2 min read

Welcome to my Sit Pit

(Bring Snacks)

I always thought if I started a blog, it would be very Carrie Bradshaw. You know, typing about the finer things while sipping overpriced coffee, pausing only to contemplate some profound truth about love, or maybe to look effortlessly cute in a hat I didn’t need.

Instead, here I am in sweatpants, hair in a questionable top knot, deep in what I call The Sit Pit. That’s the place my brain goes when I have 75 things I want to do, all of them screaming “start me first,” and somehow, I’m hand washing the dishes next to an empty dishwasher instead. It’s not glamorous. It’s mental fricken gridlock.

It took me years to understand that this wasn’t laziness or poor time management. 32 years to be exact. I didn’t figure it out alone. Friends who had been diagnosed with ADHD later in life kept hinting that I might want to get checked. It took a while for me to even consider it. I didn’t know much about ADHD, and I definitely didn’t see myself in the stereotypes. But after enough conversations, I booked the appointment.

Sitting there, explaining how I get stuck before I even start, how I procrastinate until the last possible second and then pull all-nighters just to scrape by, how I’ve been medicated for anxiety and depression more times than I can count. They ran me through more than one type of focus test. The kind where you’re staring at a screen, clicking a button every time a shape appears… and then realizing halfway through that you’ve zoned out so hard you’ve missed five in a row. Another one felt like a memory game, except the stakes were my dignity.
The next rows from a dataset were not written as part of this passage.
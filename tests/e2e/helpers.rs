use std::fs;
use std::path::{Path, PathBuf};
use std::process::Command;
use tempfile::TempDir;

/// A throwaway project directory with a hand-built virtual environment.
pub struct TestProject {
    pub dir: TempDir,
    pub binary_path: String,
}

impl TestProject {
    pub fn new() -> Self {
        let dir = TempDir::new().expect("Failed to create temp dir");
        let binary_path = env!("CARGO_BIN_EXE_py-license-inventory").to_string();

        Self { dir, binary_path }
    }

    pub fn path(&self) -> &Path {
        self.dir.path()
    }

    /// `.venv/lib/python3.12/site-packages`, created on first use.
    pub fn site_packages(&self) -> PathBuf {
        let path = self
            .path()
            .join(".venv")
            .join("lib")
            .join("python3.12")
            .join("site-packages");
        fs::create_dir_all(&path).expect("Failed to create site-packages");
        path
    }

    pub fn write(&self, relative: &str, content: &str) {
        let path = self.path().join(relative);
        fs::create_dir_all(path.parent().unwrap()).unwrap();
        fs::write(path, content).unwrap();
    }

    /// Install a fake wheel: METADATA, RECORD and the listed payload files.
    pub fn install_wheel(&self, dist_info: &str, metadata: &str, files: &[(&str, &str)]) {
        self.install_wheel_into(&self.site_packages(), dist_info, metadata, files);
    }

    pub fn install_wheel_into(
        &self,
        site_packages: &Path,
        dist_info: &str,
        metadata: &str,
        files: &[(&str, &str)],
    ) {
        let dist_info_dir = site_packages.join(dist_info);
        fs::create_dir_all(&dist_info_dir).unwrap();
        fs::write(dist_info_dir.join("METADATA"), metadata).unwrap();

        let mut record = format!("{dist_info}/METADATA,,\n");
        for (relative, content) in files {
            let path = site_packages.join(relative);
            fs::create_dir_all(path.parent().unwrap()).unwrap();
            fs::write(&path, content).unwrap();
            record.push_str(&format!("{relative},,\n"));
        }
        record.push_str(&format!("{dist_info}/RECORD,,\n"));
        fs::write(dist_info_dir.join("RECORD"), record).unwrap();
    }

    /// A stand-in interpreter that reports `sys_path` as its search path.
    #[cfg(unix)]
    pub fn fake_python(&self, sys_path: &[PathBuf]) -> PathBuf {
        use std::os::unix::fs::PermissionsExt;

        let entries: Vec<String> = sys_path.iter().map(|p| p.display().to_string()).collect();
        let json = serde_json::to_string(&entries).unwrap();
        let python = self.path().join("fake-python");
        fs::write(&python, format!("#!/bin/sh\necho '{json}'\n")).unwrap();
        fs::set_permissions(&python, fs::Permissions::from_mode(0o755)).unwrap();
        python
    }

    pub fn run(&self, args: &[&str]) -> std::process::Output {
        Command::new(&self.binary_path)
            .args(args)
            .current_dir(self.path())
            .env_remove("RUST_LOG")
            .output()
            .expect("Failed to run py-license-inventory")
    }

    pub fn run_json(&self, args: &[&str]) -> serde_json::Value {
        let output = self.run(args);
        if !output.status.success() {
            eprintln!("STDOUT: {}", String::from_utf8_lossy(&output.stdout));
            eprintln!("STDERR: {}", String::from_utf8_lossy(&output.stderr));
        }
        assert!(output.status.success());
        serde_json::from_slice(&output.stdout).expect("stdout is JSON")
    }
}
Each test confirmed what I didn’t want to believe but couldn’t deny anymore, my brain wasn’t broken, it was wired differently.
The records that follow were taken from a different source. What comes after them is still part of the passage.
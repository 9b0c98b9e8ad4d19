use serde::{Deserialize, Serialize};

use crate::error::Result;
use crate::feed::{PackageFeed, PackageIter};
use crate::package::{build, PackageRecord};

/// Switches controlling how much work is done per package.
#[derive(Debug, Clone, Copy, PartialEq, Eq, Serialize, Deserialize)]
pub struct CollectOptions {
    /// Fill in the PEP 503 normalized name
    pub normalize_names: bool,
    /// Locate and read license files
    pub include_license_files: bool,
    /// Locate and read notice and copyright files
    pub include_notice_files: bool,
}

impl Default for CollectOptions {
    fn default() -> Self {
        Self {
            normalize_names: true,
            include_license_files: true,
            include_notice_files: true,
        }
    }
}

/// Lazy sequence of package records.
///
/// Each call to `next` pulls one package from the feed and builds its record
/// completely before returning it. After the feed reports an error the
/// collector yields that error once and then ends.
pub struct Collector<'a, F: PackageFeed + ?Sized> {
    feed: &'a F,
    packages: PackageIter<'a>,
    options: CollectOptions,
    done: bool,
}

impl<F: PackageFeed + ?Sized> Iterator for Collector<'_, F> {
    type Item = Result<PackageRecord>;

    fn next(&mut self) -> Option<Self::Item> {
        if self.done {
            return None;
        }

        match self.packages.next() {
            Some(Ok(raw)) => {
                tracing::debug!(package = %raw.name, version = %raw.version, "collecting package");
                Some(Ok(build(&raw, &self.options, self.feed)))
            }
            Some(Err(err)) => {
                tracing::warn!(%err, "package feed failed, stopping collection");
                self.done = true;
                Some(Err(err))
            }
            None => {
                self.done = true;
                None
            }
        }
    }
}

impl<F: PackageFeed + ?Sized> std::iter::FusedIterator for Collector<'_, F> {}

/// Start collecting records from a feed. Nothing is read until the returned
/// iterator is pulled.
pub fn collect<'a, F: PackageFeed + ?Sized>(
    feed: &'a F,
    options: CollectOptions,
) -> Result<Collector<'a, F>> {
    let packages = feed.packages()?;
    Ok(Collector {
        feed,
        packages,
        options,
        done: false,
    })
}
I finally heard the words: ADHD.

Suddenly, so many moments from my past lined up. Like why focusing in school felt impossible, especially under fluorescent lights I always called “big light torture.” I later learned those can be brutal for people with ADHD. Or why, in elementary school, the teacher would quietly pull me out for small reading groups. Not the gifted and talented program. More like, “she’s trying, but she’s going to need extra help.” I learned early to mask, to make it look like I was keeping up even when my mind had wandered three stories ahead in a completely different book.

Now I have a diagnosis, tools that help, and a better understanding of my brain. But that doesn’t mean I never fall into the Sit Pit. I still do. I’m just better at noticing when I’m in it and have a few ways to climb back out. I'm also a lot better at giving myself some grace which is something that was once so foreign to me.

So no, this blog won’t be champagne brunches and high heels. It’s going to be messy, funny, and probably overshare-y. Because real is better than polished, and if you’ve ever been stuck in your own Sit Pit, you know exactly what I mean.

Welcome to my brain. Sorry about the mess.